Time Required for Witness Preparation
How much time should be allocated for key witness preparation? Preparation time obviously will vary according to the experiences of the witness, and the fundamental presentation, emotional-behavioral and strategic issues. A key witness with significant behavior change issues should be allocated at least a full day of training. Challenging behaviors take time to identify, coach and change. It is also important to be able to assess the effectiveness of the training after a designated time-out period, whether after a lunch break, or even better several days later.
Key witness preparation compels the attorney to examine the case in ways he or she may not have considered. It presses the attorney to imagine and clarify the other side's strategy and tactics and look at the key witness in a different light. The attorney should assume that every witness requires training to point out strengths and improve weaknesses. It would be a mistake to believe that your witness will perform well under deposition or courtroom fire on the basis of casual office interviewing or case review. Actual role play rehearsal is necessary and always beneficial, for the attorney as well as the witness.
When to seek the help of a communications psychologist as a consultant...
The best times to prepare your key witness are before the deposition and again before the trial. If depositions have already been given, then a good time to prepare the witness is within two weeks of trial. The learning curve is going to rise sharply, but unless reinforced, may fall back over time. If the training is to be a one-shot event, then conducting the training closer to the trial testimony date is better. If there will be an opportunity for two sessions, then the sessions should be separated for maximum learning opportunity.

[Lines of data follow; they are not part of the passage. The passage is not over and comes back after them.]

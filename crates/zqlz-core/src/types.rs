//! Core types for ZQLZ

use chrono::{NaiveDate, NaiveDateTime};
use serde::{Deserialize, Serialize};
use std::sync::Arc;
use uuid::Uuid;

/// A database value as returned by a metadata query
#[derive(Debug, Clone, PartialEq, Serialize, Deserialize)]
pub enum Value {
    /// NULL value
    Null,
    /// Boolean
    Bool(bool),
    /// 32-bit signed integer
    Int32(i32),
    /// 64-bit signed integer
    Int64(i64),
    /// 64-bit floating point
    Float64(f64),
    /// Decimal/Numeric (stored as string for precision)
    Decimal(String),
    /// UTF-8 string
    String(String),
    /// Date
    Date(NaiveDate),
    /// DateTime without timezone
    DateTime(NaiveDateTime),
}

impl Value {
    /// Check if the value is NULL
    pub fn is_null(&self) -> bool {
        matches!(self, Value::Null)
    }

    /// Try to get as a string
    pub fn as_str(&self) -> Option<&str> {
        match self {
            Value::String(s) => Some(s),
            _ => None,
        }
    }

    /// Try to get as i64. Dictionary views commonly hand back NUMBER columns
    /// as decimals or strings, so those are parsed too.
    pub fn as_i64(&self) -> Option<i64> {
        match self {
            Value::Int32(v) => Some(*v as i64),
            Value::Int64(v) => Some(*v),
            Value::Float64(v) if v.fract() == 0.0 => Some(*v as i64),
            Value::Decimal(s) | Value::String(s) => s.trim().parse::<i64>().ok(),
            _ => None,
        }
    }

    /// Try to get as bool
    pub fn as_bool(&self) -> Option<bool> {
        match self {
            Value::Bool(v) => Some(*v),
            _ => None,
        }
    }
}

impl From<&str> for Value {
    fn from(s: &str) -> Self {
        Value::String(s.to_string())
    }
}

impl From<String> for Value {
    fn from(s: String) -> Self {
        Value::String(s)
    }
}

impl From<i64> for Value {
    fn from(v: i64) -> Self {
        Value::Int64(v)
    }
}

impl std::fmt::Display for Value {
    fn fmt(&self, f: &mut std::fmt::Formatter<'_>) -> std::fmt::Result {
        match self {
            Value::Null => write!(f, "NULL"),
            Value::Bool(v) => write!(f, "{}", v),
            Value::Int32(v) => write!(f, "{}", v),
            Value::Int64(v) => write!(f, "{}", v),
            Value::Float64(v) => write!(f, "{}", v),
            Value::Decimal(v) | Value::String(v) => write!(f, "{}", v),
            Value::Date(v) => write!(f, "{}", v),
            Value::DateTime(v) => write!(f, "{}", v),
        }
    }
}

/// A row from a query result
#[derive(Debug, Clone)]
pub struct Row {
    /// Column values
    pub values: Vec<Value>,
    /// Column names, shared by every row of one result
    columns: Arc<[String]>,
}

impl Row {
    /// Create a new row
    pub fn new(columns: impl Into<Arc<[String]>>, values: Vec<Value>) -> Self {
        Self {
            values,
            columns: columns.into(),
        }
    }

    /// Get a value by column index
    pub fn get(&self, index: usize) -> Option<&Value> {
        self.values.get(index)
    }

    /// Get a value by column name
    pub fn get_by_name(&self, name: &str) -> Option<&Value> {
        self.columns
            .iter()
            .position(|c| c == name)
            .and_then(|idx| self.values.get(idx))
    }

    /// Non-empty string value of a column. NULL, a missing column and the
    /// empty string all come back as `None`.
    pub fn get_string(&self, name: &str) -> Option<String> {
        match self.get_by_name(name)? {
            Value::Null => None,
            Value::String(s) if s.is_empty() => None,
            value => Some(value.to_string()),
        }
    }

    /// Integer value of a column, `None` when NULL, missing or not numeric.
    pub fn get_i64(&self, name: &str) -> Option<i64> {
        self.get_by_name(name).and_then(Value::as_i64)
    }

    /// Yes/no flag column. Accepts native booleans and the `YES`/`Y` text
    /// convention used by data dictionary views.
    pub fn get_flag(&self, name: &str) -> bool {
        match self.get_by_name(name) {
            Some(Value::Bool(b)) => *b,
            Some(Value::String(s)) => {
                let s = s.trim();
                s.eq_ignore_ascii_case("YES") || s.eq_ignore_ascii_case("Y")
            }
            _ => false,
        }
    }

    /// Get column names
    pub fn columns(&self) -> &[String] {
        &self.columns
    }
}

/// Query result
#[derive(Debug, Clone)]
pub struct QueryResult {
    /// Unique query ID
    pub id: Uuid,
    /// Column names
    pub columns: Vec<String>,
    /// Result rows
    pub rows: Vec<Row>,
    /// Execution time in milliseconds
    pub execution_time_ms: u64,
}

impl QueryResult {
    /// Create a new empty query result
    pub fn empty() -> Self {
        Self {
            id: Uuid::new_v4(),
            columns: Vec::new(),
            rows: Vec::new(),
            execution_time_ms: 0,
        }
    }

    /// Build a result from column names and raw row values
    pub fn from_rows(columns: Vec<String>, rows: Vec<Vec<Value>>) -> Self {
        let shared: Arc<[String]> = columns.clone().into();
        Self {
            id: Uuid::new_v4(),
            rows: rows
                .into_iter()
                .map(|values| Row::new(Arc::clone(&shared), values))
                .collect(),
            columns,
            execution_time_ms: 0,
        }
    }

    /// Check if the result has rows
    pub fn has_rows(&self) -> bool {
        !self.rows.is_empty()
    }

    /// Get the number of rows
    pub fn row_count(&self) -> usize {
        self.rows.len()
    }
}
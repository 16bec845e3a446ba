use thiserror::Error;
use zqlz_core::ZqlzError;

pub type MetadataResult<T> = Result<T, MetadataError>;

/// Errors surfaced while loading object metadata
#[derive(Debug, Clone, Error)]
pub enum MetadataError {
    /// The session could not be obtained or used. Passed through unchanged.
    #[error(transparent)]
    Connectivity(ZqlzError),

    #[error("Failed to load {kind} of {parent}: {source}")]
    Query {
        kind: &'static str,
        parent: String,
        #[source]
        source: ZqlzError,
    },

    #[error("Malformed {kind} row for {parent}: {message}")]
    Mapping {
        kind: &'static str,
        parent: String,
        message: String,
    },

    #[error("Metadata loading cancelled")]
    Cancelled,

    #[error("Configuration error: {0}")]
    Config(String),
}

impl MetadataError {
    /// Classify an executor error raised while loading `kind` for `parent`.
    pub fn from_executor(kind: &'static str, parent: impl Into<String>, err: ZqlzError) -> Self {
        match err {
            ZqlzError::Cancelled => MetadataError::Cancelled,
            err if err.is_connectivity() => MetadataError::Connectivity(err),
            err => MetadataError::Query {
                kind,
                parent: parent.into(),
                source: err,
            },
        }
    }

    /// Whether retrying the same operation later may succeed
    pub fn is_transient(&self) -> bool {
        matches!(self, MetadataError::Connectivity(_))
    }
}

A communication psychologist will always give you a vital edge in training the witness for testimony. Expert assistance in key witness preparation should be considered as part of the prudent preparation for each case. Of course, the investment considered should reflect the value of the case, the complexities of the case and the challenges you face with that particular witness.
The preparation of a key witness by an attorney is similar to the preparation of a key athlete by a coach. The athlete needs to understand the game plan and his or her role in the overall picture. Well before game day, even the exceptional athlete must know how to maximize his given skills and identify and overcome as many of his weaknesses as possible. The coach creates useful drills anticipating the needs of the game and helps the athlete practice to achieve success.